(~3 minutes to read)
Life is too stupidly busy at the moment for me to write something fresh for this week’s article, so here’s a piece from my unpublished archives, circa 2004.
In the early 2000s, I worked as a technical writer for the IT department of a major oil and gas company. Each floor of the building had two kitchens for staff to use in storing, preparing and heating lunches (among other things). For some reason, “everyone” thought it was “someone else’s” job to clean the microwave oven. The result—microwaves with their own ecosystems.
The usual “your mum doesn’t work here” type notices had no effect, so I was asked to write something that would be effective in changing people’s attitudes to microwave oven hygiene. This was my offering. (The company was running a “number of days without lost time due to workplace incident” calendar at the time, and was proud of its record thus far. The prospect of resetting the calendar to zero days was dreaded.)
Exploded Food Responsible for Lost Time Calendar Reset
PipeGasCo Tower
Work virtually ground to a halt last week on the PipeGasCo Tower’s ninth floor after fifty-five workers succumbed to a virulent strain of food poisoning.
The bug hit at about 4:00 p.m., just as many workers were contemplating the journey home. Symptoms included vomiting, diarrhoea and elevated temperatures, all of which were so violent that none of the affected workers were able to leave the safety of the stalls into which they had locked themselves.
Washrooms on floors five to thirteen were fully occupied, with standing room only throughout. In the ninth floor hallways, those who were still mobile were faced with the need to circumvent trails of body fluids as they made their way to the elevators, concerned that they too might succumb on the C-train.

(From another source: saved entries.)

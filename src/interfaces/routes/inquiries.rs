use actix_web::web;

use crate::handlers::inquiries;

pub fn config_routes(cfg: &mut web::ServiceConfig) {
    cfg.service(
        web::resource("/inquiries")
            .route(web::post().to(inquiries::submit_inquiry))
    );
}
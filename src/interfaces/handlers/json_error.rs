use actix_web::{HttpResponse, ResponseError};

use crate::errors::AuthError;

pub fn handle_auth_handler_error(error: AuthError) -> HttpResponse {
    error.error_response()
}
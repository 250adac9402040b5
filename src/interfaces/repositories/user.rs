use async_trait::async_trait;
use uuid::Uuid;

use crate::{
    entities::user::{User, UserInsert},
    errors::AppError,
    repositories::sqlx_repo::SqlxUserRepo,
};

#[async_trait]
pub trait UserRepository: Send + Sync {
    async fn check_connection(&self) -> Result<(), AppError>;
    async fn create_user(&self, user: &UserInsert) -> Result<Uuid, AppError>;
    async fn get_user_by_email(&self, email: &str) -> Result<Option<User>, AppError>;
    async fn get_user_by_id(&self, id: &Uuid) -> Result<Option<User>, AppError>;
}

impl SqlxUserRepo {
    pub fn new(pool: sqlx::PgPool) -> Self {
        SqlxUserRepo { pool }
    }
}

#[async_trait]
impl UserRepository for SqlxUserRepo {
    async fn check_connection(&self) -> Result<(), AppError> {
        sqlx::query("SELECT 1")
            .execute(&self.pool)
            .await
            .map(|_| ())
            .map_err(AppError::from)
    }

    async fn create_user(&self, user: &UserInsert) -> Result<Uuid, AppError> {
        let id = sqlx::query_scalar::<_, Uuid>(
            r#"
            INSERT INTO users (email, username, password_hash, is_admin, created_at, updated_at)
            VALUES ($1, $2, $3, $4, $5, $6)
            RETURNING id
            "#,
        )
        .bind(&user.email)
        .bind(&user.username)
        .bind(&user.password_hash)
        .bind(user.is_admin)
        .bind(user.created_at)
        .bind(user.updated_at)
        .fetch_one(&self.pool)
        .await
        .map_err(|e| {
            if let sqlx::Error::Database(db_err) = &e {
                if db_err.constraint() == Some("users_email_key") {
                    return AppError::Conflict("Email already registered".into());
                }
            }
            AppError::from(e)
        })?;

        Ok(id)
    }

    async fn get_user_by_email(&self, email: &str) -> Result<Option<User>, AppError> {
        let user = sqlx::query_as::<_, User>(
            r#"SELECT * FROM users WHERE email = $1"#,
        )
        .bind(email)
        .fetch_optional(&self.pool)
        .await?;

        Ok(user)
    }

    async fn get_user_by_id(&self, id: &Uuid) -> Result<Option<User>, AppError> {
        let user = sqlx::query_as::<_, User>(
            r#"SELECT * FROM users WHERE id = $1"#,
        )
        .bind(id)
        .fetch_optional(&self.pool)
        .await?;

        Ok(user)
    }
}
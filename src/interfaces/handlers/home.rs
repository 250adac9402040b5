use actix_web::{get, HttpResponse, Responder};

#[get("/")]
pub async fn home() -> impl Responder {
    HttpResponse::Ok().json(serde_json::json!({
        "message": "Video editor portfolio API",
        "status": "Ok",
        "version": env!("CARGO_PKG_VERSION"),
    }))
}
pub mod postgres;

Building Services staff arrived on the scene at about 5:00 p.m. to distribute supplies of Imodium and Gravol. A few hours later, most of the victims were able to maintain sufficient control to travel to the nearest emergency rooms to receive proper treatment. The last victim left just after midnight.
Health and Safety officials have interviewed those well enough to speak, and have traced the outbreak to a microwave oven in the east side kitchen that had been used by all the victims to heat their lunches that day.

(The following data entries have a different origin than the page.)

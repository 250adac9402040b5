use chrono::Utc;
use mockall::mock;
use uuid::Uuid;

use videofolio_backend::auth::jwt::JwtService;
use videofolio_backend::auth::password::hash_password;
use videofolio_backend::entities::user::{LoginUser, NewUser, User, UserInsert};
use videofolio_backend::errors::{AppError, AuthError};
use videofolio_backend::settings::{AppConfig, AppEnvironment};
use videofolio_backend::use_cases::auth::AuthHandler;

mock! {
    pub UserRepo {}

    #[async_trait::async_trait]
    impl videofolio_backend::repositories::user::UserRepository for UserRepo {
        async fn check_connection(&self) -> Result<(), AppError>;
        async fn create_user(&self, user: &UserInsert) -> Result<Uuid, AppError>;
        async fn get_user_by_email(&self, email: &str) -> Result<Option<User>, AppError>;
        async fn get_user_by_id(&self, id: &Uuid) -> Result<Option<User>, AppError>;
    }
}

fn test_config() -> AppConfig {
    AppConfig {
        env: AppEnvironment::Testing,
        name: "Videofolio Test".to_string(),
        port: 0,
        host: "127.0.0.1".to_string(),
        worker_count: 1,
        database_url: "postgres://unused".to_string(),
        cors_allowed_origins: vec!["*".to_string()],
        jwt_secret: "test_jwt_secret_that_is_long_enough_for_hs512_1234567890".to_string(),
        jwt_expiration_minutes: 5,
        refresh_token_secret: "test_refresh_secret_that_is_long_enough_1234567890".to_string(),
        refresh_token_exp_days: 1,
        event_bus_capacity: 8,
    }
}

const STRONG_PASSWORD: &str = "9#mK2$vLqP8@wZ5n";

fn stored_user(email: &str, password: &str, is_admin: bool) -> User {
    User {
        id: Uuid::new_v4(),
        email: email.to_string(),
        username: None,
        password_hash: hash_password(password).unwrap(),
        is_admin,
        created_at: Utc::now(),
        updated_at: Utc::now(),
    }
}

#[tokio::test]
async fn register_hashes_the_password_and_forces_non_admin() {
    let mut repo = MockUserRepo::new();
    repo.expect_create_user()
        .withf(|user: &UserInsert| {
            !user.is_admin
                && user.password_hash.starts_with("$argon2id$")
                && user.password_hash != STRONG_PASSWORD
        })
        .returning(|_| Ok(Uuid::new_v4()));

    let handler = AuthHandler::new(repo, JwtService::new(&test_config()));

    let result = handler
        .register(NewUser {
            email: "editor@example.com".to_string(),
            password: STRONG_PASSWORD.to_string(),
        })
        .await;

    assert!(result.is_ok());
}

#[tokio::test]
async fn register_rejects_a_weak_password() {
    let mut repo = MockUserRepo::new();
    repo.expect_create_user().times(0);

    let handler = AuthHandler::new(repo, JwtService::new(&test_config()));

    let result = handler
        .register(NewUser {
            email: "editor@example.com".to_string(),
            password: "password".to_string(),
        })
        .await;

    assert!(matches!(result, Err(AppError::ValidationError(_))));
}

#[tokio::test]
async fn login_returns_tokens_carrying_the_admin_flag() {
    let email = "admin@example.com";
    let user = stored_user(email, STRONG_PASSWORD, true);

    let mut repo = MockUserRepo::new();
    let found = user.clone();
    repo.expect_get_user_by_email()
        .withf(move |e| e == email)
        .returning(move |_| Ok(Some(found.clone())));

    let jwt = JwtService::new(&test_config());
    let handler = AuthHandler::new(repo, jwt.clone());

    let tokens = handler
        .login(LoginUser {
            email: email.to_string(),
            password: STRONG_PASSWORD.to_string(),
        })
        .await
        .unwrap();

    let decoded = jwt.decode_jwt(&tokens.access_token).unwrap();
    assert!(decoded.claims.admin);
    assert_eq!(decoded.claims.sub, user.id.to_string());
}

#[tokio::test]
async fn login_with_a_wrong_password_is_rejected() {
    let email = "admin@example.com";
    let user = stored_user(email, STRONG_PASSWORD, true);

    let mut repo = MockUserRepo::new();
    repo.expect_get_user_by_email()
        .returning(move |_| Ok(Some(user.clone())));

    let handler = AuthHandler::new(repo, JwtService::new(&test_config()));

    let result = handler
        .login(LoginUser {
            email: email.to_string(),
            password: "not-the-password".to_string(),
        })
        .await;

    assert!(matches!(result, Err(AuthError::WrongCredentials)));
}

#[tokio::test]
async fn login_with_an_unknown_email_is_rejected() {
    let mut repo = MockUserRepo::new();
    repo.expect_get_user_by_email().returning(|_| Ok(None));

    let handler = AuthHandler::new(repo, JwtService::new(&test_config()));

    let result = handler
        .login(LoginUser {
            email: "ghost@example.com".to_string(),
            password: STRONG_PASSWORD.to_string(),
        })
        .await;

    assert!(matches!(result, Err(AuthError::WrongCredentials)));
}

#[tokio::test]
async fn refresh_token_issues_a_new_access_token() {
    let user = stored_user("admin@example.com", STRONG_PASSWORD, true);
    let user_id = user.id;

    let mut repo = MockUserRepo::new();
    let found = user.clone();
    repo.expect_get_user_by_id()
        .withf(move |id| *id == user_id)
        .returning(move |_| Ok(Some(found.clone())));

    let jwt = JwtService::new(&test_config());
    let refresh = jwt.create_refresh_jwt(&user_id).unwrap();

    let handler = AuthHandler::new(repo, jwt.clone());
    let tokens = handler.refresh_token(&refresh).await.unwrap();

    let decoded = jwt.decode_jwt(&tokens.access_token).unwrap();
    assert_eq!(decoded.claims.sub, user_id.to_string());
}

#[tokio::test]
async fn garbage_refresh_token_is_rejected() {
    let mut repo = MockUserRepo::new();
    repo.expect_get_user_by_id().times(0);

    let handler = AuthHandler::new(repo, JwtService::new(&test_config()));

    let result = handler.refresh_token("not-a-jwt").await;
    assert!(matches!(result, Err(AuthError::InvalidToken)));
}

#[tokio::test]
async fn logout_always_succeeds() {
    let handler = AuthHandler::new(MockUserRepo::new(), JwtService::new(&test_config()));
    assert!(handler.logout().is_ok());
}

“Analyzing the matter deposited in the oven was like an archaeological dig,” said one official. “The number of layers of caked-on, exploded foodstuffs was mind-boggling. Chow mien, macaroni cheese, spinach surprise, mango munchies, road-kill goulash, hedgehog soufflé—and that was just on the inside of the door.”

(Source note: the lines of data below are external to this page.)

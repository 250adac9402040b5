use jsonwebtoken::{encode, Header, decode, Validation, TokenData, Algorithm};
use chrono::{Utc, Duration};
use uuid::Uuid;

use crate::entities::token::{Claims, RefreshClaims};
use crate::entities::user::User;
use crate::settings::{AppConfig, JwtKeys};
use crate::errors::AuthError;

const JWT_ALGORITHM: Algorithm = Algorithm::HS512;

#[derive(Clone)]
pub struct JwtService {
    keys: JwtKeys,
    access_expiration: Duration,
    refresh_expiration: Duration,
}

impl JwtService {
    pub fn new(config: &AppConfig) -> Self {
        JwtService {
            keys: JwtKeys::from(config),
            access_expiration: Duration::minutes(config.jwt_expiration_minutes),
            refresh_expiration: Duration::days(config.refresh_token_exp_days),
        }
    }

    pub fn create_jwt(&self, user: &User) -> Result<String, AuthError> {
        let now = Utc::now();
        let exp = (now + self.access_expiration).timestamp() as usize;

        let claims = Claims {
            sub: user.id.to_string(),
            email: user.email.clone(),
            admin: user.is_admin,
            exp,
            iat: now.timestamp() as usize,
        };

        encode(&Header::new(JWT_ALGORITHM), &claims, &self.keys.encoding).map_err(AuthError::from)
    }

    pub fn create_refresh_jwt(&self, user_id: &Uuid) -> Result<String, AuthError> {
        let now = Utc::now();
        let exp = (now + self.refresh_expiration).timestamp() as usize;

        let claims = RefreshClaims {
            sub: user_id.to_string(),
            exp,
            iat: now.timestamp() as usize,
        };

        encode(&Header::new(JWT_ALGORITHM), &claims, &self.keys.refresh_encoding).map_err(AuthError::from)
    }

    pub fn decode_jwt(&self, token: &str) -> Result<TokenData<Claims>, AuthError> {
        let mut validation = Validation::new(JWT_ALGORITHM);
        validation.validate_exp = true;

        decode::<Claims>(
            token,
            &self.keys.decoding,
            &validation
        )
        .map_err(AuthError::from)
    }

    pub fn decode_refresh_jwt(&self, token: &str) -> Result<TokenData<RefreshClaims>, AuthError> {
        let mut validation = Validation::new(JWT_ALGORITHM);
        validation.validate_exp = true;

        decode::<RefreshClaims>(
            token,
            &self.keys.refresh_decoding,
            &validation,
        )
        .map_err(AuthError::from)
    }
}
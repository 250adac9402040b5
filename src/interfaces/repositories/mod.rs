pub mod category;
pub mod inquiry;
pub mod project;
pub mod sqlx_repo;
pub mod user;
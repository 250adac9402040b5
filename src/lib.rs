use std::sync::Arc;

mod domain;
mod interfaces;
mod infrastructure;
pub mod errors;
pub mod settings;
pub mod constants;
pub mod graceful_shutdown;

pub use domain::{entities, use_cases};
pub use interfaces::{handlers, repositories, middlewares, routes};
pub use infrastructure::{auth, db, events};

use auth::jwt::JwtService;
use events::bus::EventBus;
use repositories::sqlx_repo::{SqlxCategoryRepo, SqlxInquiryRepo, SqlxProjectRepo, SqlxUserRepo};
use use_cases::{auth::AuthHandler, catalog::CatalogHandler, inquiry::InquiryHandler};

pub type AppAuthHandler = AuthHandler<SqlxUserRepo>;
pub type AppCatalogHandler = CatalogHandler<SqlxCategoryRepo, SqlxProjectRepo>;
pub type AppInquiryHandler = InquiryHandler<SqlxInquiryRepo>;

pub struct AppState {
    pub auth_handler: AppAuthHandler,
    pub catalog_handler: AppCatalogHandler,
    pub inquiry_handler: AppInquiryHandler,
    pub events: Arc<EventBus>,
}

impl AppState {
    pub fn new(config: &settings::AppConfig, pool: sqlx::PgPool) -> Self {
        let jwt_service = JwtService::new(config);
        let events = Arc::new(EventBus::new(config.event_bus_capacity));

        let auth_handler = AuthHandler::new(SqlxUserRepo::new(pool.clone()), jwt_service);
        let catalog_handler = CatalogHandler::new(
            SqlxCategoryRepo::new(pool.clone()),
            SqlxProjectRepo::new(pool.clone()),
        );
        let inquiry_handler = InquiryHandler::new(SqlxInquiryRepo::new(pool), events.clone());

        AppState {
            auth_handler,
            catalog_handler,
            inquiry_handler,
            events,
        }
    }
}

It appears that some or all of the sick workers were collectively responsible for their own condition. Unaware that they were responsible for cleaning any spillage or exploded matter that they caused, they had continued using the oven. As the comestibles accumulated on the oven surfaces, harmful bacterial growth occurred, and started transferring to people’s lunches via the convective air currents and gravity.
“If only people would take responsibility for the mess that they make, and clean it up,” urged the health and safety official. “It takes seconds to wipe the surfaces clean straight away, but if you leave it, you need a jack-hammer. PipeGasCo does not allow head office staff to operate construction equipment in the tower, so we recommend a quick wipe after every use.
“In fact, we cannot stress too much the importance of a quick wipe after every use – in many situations.”
My videography business pretty well monopolizes my life from May to August, so I may be resorting to other unpublished archive items in the coming weeks. Fingers crossed that normal service will resume in September.
We had a microwave like that at work too.